Search the records for the string "content". Copy each line where it occurs.

[[ MATERIALS PROVIDED open ]]

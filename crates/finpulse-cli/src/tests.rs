//! CLI command tests
//!
//! This module contains all tests for the CLI commands.

use std::path::{Path, PathBuf};

use finpulse_core::evaluate::EvaluationStatus;
use finpulse_core::test_utils::fixed_now;
use finpulse_core::{Config, Period};
use tempfile::TempDir;

use crate::cli::InputArgs;
use crate::commands::{self, format_amount, format_pct, truncate};

const DATASET_JSON: &str = r#"{
    "accounts": [
        {"source": "manual", "currentBalance": 2400.0, "currencyCode": "USD"}
    ],
    "transactions": [
        {"source": "manual", "id": "t1", "date": "2026-03-01", "name": "Payroll", "amount": 3200.0},
        {"source": "manual", "id": "t2", "date": "2026-03-03", "name": "Rent", "amount": -1400.0, "category": "Housing"},
        {"source": "manual", "id": "t3", "date": "2026-03-12", "name": "Spotify", "amount": -11.99, "category": "Streaming"},
        {"source": "manual", "id": "t4", "date": "2025-11-20", "name": "Hotel", "amount": -300.0, "category": "Travel"}
    ]
}"#;

const EXPORT_CSV: &str = "date,name,amount,category\n\
                          2026-03-10,Cinema,-24.00,Entertainment\n\
                          2026-03-11,Pharmacy,-18.25,\n";

fn write_file(dir: &TempDir, name: &str, content: &str) -> PathBuf {
    let path = dir.path().join(name);
    std::fs::write(&path, content).unwrap();
    path
}

fn args(inputs: Vec<PathBuf>, period: Option<&str>) -> InputArgs {
    InputArgs {
        inputs,
        period: period.map(str::to_string),
        now: Some(fixed_now().to_rfc3339()),
    }
}

// ========== Shared Utility Tests ==========

#[test]
fn test_resolve_period() {
    let config = Config::default();
    assert_eq!(
        commands::resolve_period(None, &config).unwrap(),
        Period::OneMonth
    );
    assert_eq!(
        commands::resolve_period(Some("3m"), &config).unwrap(),
        Period::ThreeMonths
    );
    assert_eq!(
        commands::resolve_period(Some("all"), &config).unwrap(),
        Period::All
    );

    let err = commands::resolve_period(Some("2W"), &config).unwrap_err();
    assert!(err.to_string().contains("Available"));
}

#[test]
fn test_resolve_period_uses_config_default() {
    let config = Config::from_toml("[snapshot]\ndefault_period = \"1Y\"").unwrap();
    assert_eq!(
        commands::resolve_period(None, &config).unwrap(),
        Period::OneYear
    );
}

#[test]
fn test_resolve_now() {
    assert_eq!(
        commands::resolve_now(Some("2026-03-15T12:00:00Z")).unwrap(),
        fixed_now()
    );
    assert!(commands::resolve_now(Some("2026-03-15")).is_ok());
    assert!(commands::resolve_now(Some("last tuesday")).is_err());
    assert!(commands::resolve_now(None).is_ok());
}

#[test]
fn test_load_inputs_concatenates_files() {
    let dir = TempDir::new().unwrap();
    let json = write_file(&dir, "data.json", DATASET_JSON);
    let csv = write_file(&dir, "export.csv", EXPORT_CSV);

    let dataset = commands::load_inputs(&[json, csv]).unwrap();
    assert_eq!(dataset.accounts.len(), 1);
    assert_eq!(dataset.transactions.len(), 6);
}

#[test]
fn test_load_inputs_missing_file() {
    let dir = TempDir::new().unwrap();
    let missing = dir.path().join("nope.json");

    let err = commands::load_inputs(&[missing]).unwrap_err();
    assert!(err.to_string().contains("nope.json"));
}

#[test]
fn test_load_inputs_rejects_unknown_source() {
    let dir = TempDir::new().unwrap();
    let path = write_file(
        &dir,
        "bad.json",
        r#"{"transactions": [{"source": "venmo", "amount": 5}]}"#,
    );

    let err = commands::load_inputs(&[path]).unwrap_err();
    assert!(format!("{:#}", err).contains("transaction"));
}

// ========== View Tests ==========

#[test]
fn test_summary_for_uses_period_window() {
    let dir = TempDir::new().unwrap();
    let json = write_file(&dir, "data.json", DATASET_JSON);
    let config = Config::default();

    let month = commands::prepare(&config, &args(vec![json.clone()], Some("1M"))).unwrap();
    let summary = commands::summary_for(&month);
    assert_eq!(summary.timeframe, "1M");
    assert_eq!(summary.income, 3200.0);
    assert!((summary.spend - 1411.99).abs() < 1e-9);
    assert_eq!(summary.top_categories[0].category, "Housing");

    // The November hotel only shows up in the wider windows
    let year = commands::prepare(&config, &args(vec![json], Some("1Y"))).unwrap();
    let summary = commands::summary_for(&year);
    assert!(summary.top_categories.iter().any(|c| c.category == "Travel"));
}

#[test]
fn test_snapshot_for_empty_inputs() {
    let dir = TempDir::new().unwrap();
    let csv = write_file(&dir, "empty.csv", "date,name,amount\n");
    let config = Config::default();

    let prepared = commands::prepare(&config, &args(vec![csv], Some("1W"))).unwrap();
    let snapshot = commands::snapshot_for(&prepared);
    assert_eq!(snapshot, finpulse_core::build_empty(Period::OneWeek));

    let evaluation = commands::evaluation_for(&config, &prepared);
    assert_eq!(evaluation.status, EvaluationStatus::NoData);
}

#[test]
fn test_evaluation_for_uses_configured_routes() {
    let dir = TempDir::new().unwrap();
    let json = write_file(&dir, "data.json", DATASET_JSON);
    let config =
        Config::from_toml("[evaluation]\nconnections_route = \"/settings/banks\"").unwrap();

    let prepared = commands::prepare(&config, &args(vec![json], None)).unwrap();
    let evaluation = commands::evaluation_for(&config, &prepared);

    assert_eq!(evaluation.status, EvaluationStatus::Ok);
    assert!(evaluation
        .next_actions
        .iter()
        .any(|a| a.route == "/settings/banks"));
}

#[test]
fn test_report_for_matches_views() {
    let dir = TempDir::new().unwrap();
    let json = write_file(&dir, "data.json", DATASET_JSON);
    let config = Config::default();

    let prepared = commands::prepare(&config, &args(vec![json], Some("1M"))).unwrap();
    let report = commands::report_for(&config, &prepared);

    assert_eq!(report.snapshot, commands::snapshot_for(&prepared));
    assert_eq!(report.spending_summary, commands::summary_for(&prepared));
    assert_eq!(report.evaluation, commands::evaluation_for(&config, &prepared));
}

// ========== Command Tests ==========

#[test]
fn test_cmd_views() {
    let dir = TempDir::new().unwrap();
    let json = write_file(&dir, "data.json", DATASET_JSON);
    let csv = write_file(&dir, "export.csv", EXPORT_CSV);
    let config = Config::default();
    let input = args(vec![json, csv], None);

    for json_out in [false, true] {
        assert!(commands::cmd_snapshot(&config, &input, json_out).is_ok());
        assert!(commands::cmd_summary(&config, &input, json_out).is_ok());
        assert!(commands::cmd_evaluate(&config, &input, json_out).is_ok());
    }
    assert!(commands::cmd_report(&config, &input).is_ok());
}

#[test]
fn test_cmd_views_bad_period() {
    let dir = TempDir::new().unwrap();
    let json = write_file(&dir, "data.json", DATASET_JSON);
    let input = args(vec![json], Some("weekly"));

    assert!(commands::cmd_snapshot(&Config::default(), &input, false).is_err());
}

#[test]
fn test_cmd_config() {
    let dir = TempDir::new().unwrap();
    let path = write_file(&dir, "config.toml", "[snapshot]\ndefault_period = \"3M\"\n");

    let config = commands::load_config(Some(path.as_path())).unwrap();
    assert_eq!(config.snapshot.default_period, Period::ThreeMonths);
    assert_eq!(commands::config_source(Some(path.as_path())), path.display().to_string());
    assert!(commands::cmd_config(&config, Some(path.as_path())).is_ok());
}

#[test]
fn test_load_config_missing_explicit() {
    let err = commands::load_config(Some(Path::new("/nonexistent/finpulse.toml"))).unwrap_err();
    assert!(format!("{:#}", err).contains("not found"));
}

// ========== Formatting Tests ==========

#[test]
fn test_truncate() {
    assert_eq!(truncate("short", 10), "short");
    assert_eq!(truncate("exactly10!", 10), "exactly10!");
    assert_eq!(truncate("this is a long string", 10), "this is...");
    assert_eq!(truncate("café crème brûlée", 8), "café ...");
}

#[test]
fn test_format_amount() {
    assert_eq!(format_amount(0.0), "0");
    assert_eq!(format_amount(999.4), "999");
    assert_eq!(format_amount(1520.0), "1,520");
    assert_eq!(format_amount(-1234567.0), "-1,234,567");
}

#[test]
fn test_format_pct() {
    assert_eq!(format_pct(0.12), "+12%");
    assert_eq!(format_pct(-0.5), "-50%");
    assert_eq!(format_pct(0.0), "+0%");
}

[[ MATERIALS PROVIDED closed ]]

OUTPUT OF THE TASK ▸
fn write_file(dir: &TempDir, name: &str, content: &str) -> PathBuf {
    std::fs::write(&path, content).unwrap();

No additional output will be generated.